*** RECORDS PROVIDED ***

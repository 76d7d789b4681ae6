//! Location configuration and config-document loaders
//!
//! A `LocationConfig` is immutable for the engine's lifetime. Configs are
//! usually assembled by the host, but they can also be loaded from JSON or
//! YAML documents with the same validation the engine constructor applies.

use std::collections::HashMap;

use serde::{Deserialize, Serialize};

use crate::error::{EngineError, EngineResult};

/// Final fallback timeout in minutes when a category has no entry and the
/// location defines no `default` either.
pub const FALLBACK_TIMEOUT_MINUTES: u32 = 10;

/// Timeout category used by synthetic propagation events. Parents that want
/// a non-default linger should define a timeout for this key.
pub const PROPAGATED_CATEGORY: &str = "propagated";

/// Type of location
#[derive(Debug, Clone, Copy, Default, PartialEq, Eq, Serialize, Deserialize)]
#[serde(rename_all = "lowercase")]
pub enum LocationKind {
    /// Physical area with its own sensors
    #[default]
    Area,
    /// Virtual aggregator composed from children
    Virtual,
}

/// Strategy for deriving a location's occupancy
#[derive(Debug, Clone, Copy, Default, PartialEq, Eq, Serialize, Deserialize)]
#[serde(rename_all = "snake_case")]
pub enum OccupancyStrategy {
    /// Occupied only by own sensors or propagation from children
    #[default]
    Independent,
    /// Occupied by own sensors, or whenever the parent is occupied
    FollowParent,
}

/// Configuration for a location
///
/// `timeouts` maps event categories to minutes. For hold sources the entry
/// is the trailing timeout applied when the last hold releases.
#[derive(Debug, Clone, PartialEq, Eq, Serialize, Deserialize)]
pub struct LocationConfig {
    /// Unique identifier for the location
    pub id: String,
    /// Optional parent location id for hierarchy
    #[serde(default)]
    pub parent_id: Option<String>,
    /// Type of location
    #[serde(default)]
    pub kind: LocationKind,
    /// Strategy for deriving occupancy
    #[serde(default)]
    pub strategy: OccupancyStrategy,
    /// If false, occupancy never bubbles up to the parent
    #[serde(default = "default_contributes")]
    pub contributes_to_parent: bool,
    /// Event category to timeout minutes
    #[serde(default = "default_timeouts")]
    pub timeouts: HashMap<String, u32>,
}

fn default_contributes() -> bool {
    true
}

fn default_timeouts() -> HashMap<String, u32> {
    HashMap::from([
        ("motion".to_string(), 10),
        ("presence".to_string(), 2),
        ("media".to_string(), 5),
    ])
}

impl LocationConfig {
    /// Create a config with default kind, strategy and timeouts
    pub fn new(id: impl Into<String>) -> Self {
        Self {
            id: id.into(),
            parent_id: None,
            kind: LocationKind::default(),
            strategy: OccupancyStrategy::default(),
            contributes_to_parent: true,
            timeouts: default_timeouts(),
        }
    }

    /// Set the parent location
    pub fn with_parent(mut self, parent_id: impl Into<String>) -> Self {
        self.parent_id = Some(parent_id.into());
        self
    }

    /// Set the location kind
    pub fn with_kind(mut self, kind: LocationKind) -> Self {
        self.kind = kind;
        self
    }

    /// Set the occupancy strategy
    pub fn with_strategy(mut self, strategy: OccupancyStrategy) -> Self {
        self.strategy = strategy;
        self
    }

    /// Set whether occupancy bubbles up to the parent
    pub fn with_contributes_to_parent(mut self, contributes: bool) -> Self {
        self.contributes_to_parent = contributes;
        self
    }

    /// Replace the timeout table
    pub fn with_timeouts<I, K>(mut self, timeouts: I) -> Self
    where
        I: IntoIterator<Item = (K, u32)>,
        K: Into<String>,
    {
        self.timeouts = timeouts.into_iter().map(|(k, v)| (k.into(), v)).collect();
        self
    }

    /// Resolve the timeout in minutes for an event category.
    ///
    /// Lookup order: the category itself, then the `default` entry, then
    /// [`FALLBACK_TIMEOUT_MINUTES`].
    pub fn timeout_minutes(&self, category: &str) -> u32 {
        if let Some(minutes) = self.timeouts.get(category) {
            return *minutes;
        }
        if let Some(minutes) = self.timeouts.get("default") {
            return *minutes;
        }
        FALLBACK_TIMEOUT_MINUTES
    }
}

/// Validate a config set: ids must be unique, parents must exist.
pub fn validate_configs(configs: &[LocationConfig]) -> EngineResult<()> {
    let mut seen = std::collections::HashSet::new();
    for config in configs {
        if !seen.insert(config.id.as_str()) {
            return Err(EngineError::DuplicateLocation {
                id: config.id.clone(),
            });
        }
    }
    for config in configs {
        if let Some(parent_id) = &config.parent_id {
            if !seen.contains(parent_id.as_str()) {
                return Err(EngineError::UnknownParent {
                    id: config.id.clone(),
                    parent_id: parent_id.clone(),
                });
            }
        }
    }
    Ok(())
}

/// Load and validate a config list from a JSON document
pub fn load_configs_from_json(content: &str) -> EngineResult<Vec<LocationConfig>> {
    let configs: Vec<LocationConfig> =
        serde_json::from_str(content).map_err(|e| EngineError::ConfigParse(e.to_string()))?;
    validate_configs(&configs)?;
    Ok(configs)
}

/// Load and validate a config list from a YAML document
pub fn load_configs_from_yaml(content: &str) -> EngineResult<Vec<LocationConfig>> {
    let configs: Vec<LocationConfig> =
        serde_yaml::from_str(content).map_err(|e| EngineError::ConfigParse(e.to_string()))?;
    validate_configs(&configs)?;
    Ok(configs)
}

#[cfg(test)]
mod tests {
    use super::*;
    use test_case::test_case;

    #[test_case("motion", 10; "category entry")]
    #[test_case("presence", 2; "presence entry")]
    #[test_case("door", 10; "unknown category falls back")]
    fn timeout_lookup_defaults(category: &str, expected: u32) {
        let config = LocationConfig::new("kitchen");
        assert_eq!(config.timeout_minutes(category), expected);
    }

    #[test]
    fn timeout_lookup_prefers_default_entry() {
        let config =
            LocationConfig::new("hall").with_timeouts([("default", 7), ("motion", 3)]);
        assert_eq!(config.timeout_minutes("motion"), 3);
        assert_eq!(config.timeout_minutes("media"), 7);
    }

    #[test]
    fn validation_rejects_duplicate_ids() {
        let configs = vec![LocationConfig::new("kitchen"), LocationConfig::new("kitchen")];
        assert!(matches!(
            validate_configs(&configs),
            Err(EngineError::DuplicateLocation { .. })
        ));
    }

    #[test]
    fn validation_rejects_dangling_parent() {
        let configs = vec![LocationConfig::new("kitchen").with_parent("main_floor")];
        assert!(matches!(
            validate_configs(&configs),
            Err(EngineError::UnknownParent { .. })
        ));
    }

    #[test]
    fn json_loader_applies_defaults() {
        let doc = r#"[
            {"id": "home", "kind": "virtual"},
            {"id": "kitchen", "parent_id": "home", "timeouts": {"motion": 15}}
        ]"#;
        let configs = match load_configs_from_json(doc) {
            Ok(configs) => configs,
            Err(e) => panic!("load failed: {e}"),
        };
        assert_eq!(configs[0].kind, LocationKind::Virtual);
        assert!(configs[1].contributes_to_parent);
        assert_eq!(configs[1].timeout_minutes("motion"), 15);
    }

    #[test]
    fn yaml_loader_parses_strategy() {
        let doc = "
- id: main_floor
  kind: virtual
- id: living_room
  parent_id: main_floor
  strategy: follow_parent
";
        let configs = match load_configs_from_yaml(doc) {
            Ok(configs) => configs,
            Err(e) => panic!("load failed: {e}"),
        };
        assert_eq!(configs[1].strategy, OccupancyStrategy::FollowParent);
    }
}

*** End of RECORDS PROVIDED ***

● **INSTRUCTIONS FOR THE TASK**
Each line in the data is to be written out precisely.

● **THE COMPLETED TASK**
repository 76d7d789b4681ae6
//! Location configuration and config-document loaders
//!
//! A `LocationConfig` is immutable for the engine's lifetime. Configs are
//! usually assembled by the host, but they can also be loaded from JSON or
//! YAML documents with the same validation the engine constructor applies.

use std::collections::HashMap;

use serde::{Deserialize, Serialize};

use crate::error::{EngineError, EngineResult};

/// Final fallback timeout in minutes when a category has no entry and the
/// location defines no `default` either.
pub const FALLBACK_TIMEOUT_MINUTES: u32 = 10;

/// Timeout category used by synthetic propagation events. Parents that want
/// a non-default linger should define a timeout for this key.
pub const PROPAGATED_CATEGORY: &str = "propagated";

/// Type of location
#[derive(Debug, Clone, Copy, Default, PartialEq, Eq, Serialize, Deserialize)]
#[serde(rename_all = "lowercase")]
pub enum LocationKind {
    /// Physical area with its own sensors
    #[default]
    Area,
    /// Virtual aggregator composed from children
    Virtual,
}

/// Strategy for deriving a location's occupancy
#[derive(Debug, Clone, Copy, Default, PartialEq, Eq, Serialize, Deserialize)]
#[serde(rename_all = "snake_case")]
pub enum OccupancyStrategy {
    /// Occupied only by own sensors or propagation from children
    #[default]
    Independent,
    /// Occupied by own sensors, or whenever the parent is occupied
    FollowParent,
}

/// Configuration for a location
///
/// `timeouts` maps event categories to minutes. For hold sources the entry
/// is the trailing timeout applied when the last hold releases.
#[derive(Debug, Clone, PartialEq, Eq, Serialize, Deserialize)]
pub struct LocationConfig {
    /// Unique identifier for the location
    pub id: String,
    /// Optional parent location id for hierarchy
    #[serde(default)]
    pub parent_id: Option<String>,
    /// Type of location
    #[serde(default)]
    pub kind: LocationKind,
    /// Strategy for deriving occupancy
    #[serde(default)]
    pub strategy: OccupancyStrategy,
    /// If false, occupancy never bubbles up to the parent
    #[serde(default = "default_contributes")]
    pub contributes_to_parent: bool,
    /// Event category to timeout minutes
    #[serde(default = "default_timeouts")]
    pub timeouts: HashMap<String, u32>,
}

fn default_contributes() -> bool {
    true
}

fn default_timeouts() -> HashMap<String, u32> {
    HashMap::from([
        ("motion".to_string(), 10),
        ("presence".to_string(), 2),
        ("media".to_string(), 5),
    ])
}

impl LocationConfig {
    /// Create a config with default kind, strategy and timeouts
    pub fn new(id: impl Into<String>) -> Self {
        Self {
            id: id.into(),
            parent_id: None,
            kind: LocationKind::default(),
            strategy: OccupancyStrategy::default(),
            contributes_to_parent: true,
            timeouts: default_timeouts(),
        }
    }

    /// Set the parent location
    pub fn with_parent(mut self, parent_id: impl Into<String>) -> Self {
        self.parent_id = Some(parent_id.into());
        self
    }

    /// Set the location kind
    pub fn with_kind(mut self, kind: LocationKind) -> Self {
        self.kind = kind;
        self
    }

    /// Set the occupancy strategy
    pub fn with_strategy(mut self, strategy: OccupancyStrategy) -> Self {
        self.strategy = strategy;
        self
    }

    /// Set whether occupancy bubbles up to the parent
    pub fn with_contributes_to_parent(mut self, contributes: bool) -> Self {
        self.contributes_to_parent = contributes;
        self
    }

    /// Replace the timeout table
    pub fn with_timeouts<I, K>(mut self, timeouts: I) -> Self
    where
        I: IntoIterator<Item = (K, u32)>,
        K: Into<String>,
    {
        self.timeouts = timeouts.into_iter().map(|(k, v)| (k.into(), v)).collect();
        self
    }

    /// Resolve the timeout in minutes for an event category.
    ///
    /// Lookup order: the category itself, then the `default` entry, then
    /// [`FALLBACK_TIMEOUT_MINUTES`].
    pub fn timeout_minutes(&self, category: &str) -> u32 {
        if let Some(minutes) = self.timeouts.get(category) {
            return *minutes;
        }
        if let Some(minutes) = self.timeouts.get("default") {
            return *minutes;
        }
        FALLBACK_TIMEOUT_MINUTES
    }
}

/// Validate a config set: ids must be unique, parents must exist.
pub fn validate_configs(configs: &[LocationConfig]) -> EngineResult<()> {
    let mut seen = std::collections::HashSet::new();
    for config in configs {
        if !seen.insert(config.id.as_str()) {
            return Err(EngineError::DuplicateLocation {
                id: config.id.clone(),
            });
        }
    }
    for config in configs {
        if let Some(parent_id) = &config.parent_id {
            if !seen.contains(parent_id.as_str()) {
                return Err(EngineError::UnknownParent {
                    id: config.id.clone(),
                    parent_id: parent_id.clone(),
                });
            }
        }
    }
    Ok(())
}

/// Load and validate a config list from a JSON document
pub fn load_configs_from_json(content: &str) -> EngineResult<Vec<LocationConfig>> {
    let configs: Vec<LocationConfig> =
        serde_json::from_str(content).map_err(|e| EngineError::ConfigParse(e.to_string()))?;
    validate_configs(&configs)?;
    Ok(configs)
}

/// Load and validate a config list from a YAML document
pub fn load_configs_from_yaml(content: &str) -> EngineResult<Vec<LocationConfig>> {
    let configs: Vec<LocationConfig> =
        serde_yaml::from_str(content).map_err(|e| EngineError::ConfigParse(e.to_string()))?;
    validate_configs(&configs)?;
    Ok(configs)
}

#[cfg(test)]
mod tests {
    use super::*;
    use test_case::test_case;

    #[test_case("motion", 10; "category entry")]
    #[test_case("presence", 2; "presence entry")]
    #[test_case("door", 10; "unknown category falls back")]
    fn timeout_lookup_defaults(category: &str, expected: u32) {
        let config = LocationConfig::new("kitchen");
        assert_eq!(config.timeout_minutes(category), expected);
    }

    #[test]
    fn timeout_lookup_prefers_default_entry() {
        let config =
            LocationConfig::new("hall").with_timeouts([("default", 7), ("motion", 3)]);
        assert_eq!(config.timeout_minutes("motion"), 3);
        assert_eq!(config.timeout_minutes("media"), 7);
    }

    #[test]
    fn validation_rejects_duplicate_ids() {
        let configs = vec![LocationConfig::new("kitchen"), LocationConfig::new("kitchen")];
        assert!(matches!(
            validate_configs(&configs),
            Err(EngineError::DuplicateLocation { .. })
        ));
    }

    #[test]
    fn validation_rejects_dangling_parent() {
        let configs = vec![LocationConfig::new("kitchen").with_parent("main_floor")];
        assert!(matches!(
            validate_configs(&configs),
            Err(EngineError::UnknownParent { .. })
        ));
    }

    #[test]
    fn json_loader_applies_defaults() {
        let doc = r#"[
            {"id": "home", "kind": "virtual"},
            {"id": "kitchen", "parent_id": "home", "timeouts": {"motion": 15}}
        ]"#;
        let configs = match load_configs_from_json(doc) {
            Ok(configs) => configs,
            Err(e) => panic!("load failed: {e}"),
        };
        assert_eq!(configs[0].kind, LocationKind::Virtual);
        assert!(configs[1].contributes_to_parent);
        assert_eq!(configs[1].timeout_minutes("motion"), 15);
    }

    #[test]
    fn yaml_loader_parses_strategy() {
        let doc = "
- id: main_floor
  kind: virtual
- id: living_room
  parent_id: main_floor
  strategy: follow_parent
";
        let configs = match load_configs_from_yaml(doc) {
            Ok(configs) => configs,
            Err(e) => panic!("load failed: {e}"),
        };
        assert_eq!(configs[1].strategy, OccupancyStrategy::FollowParent);
    }
}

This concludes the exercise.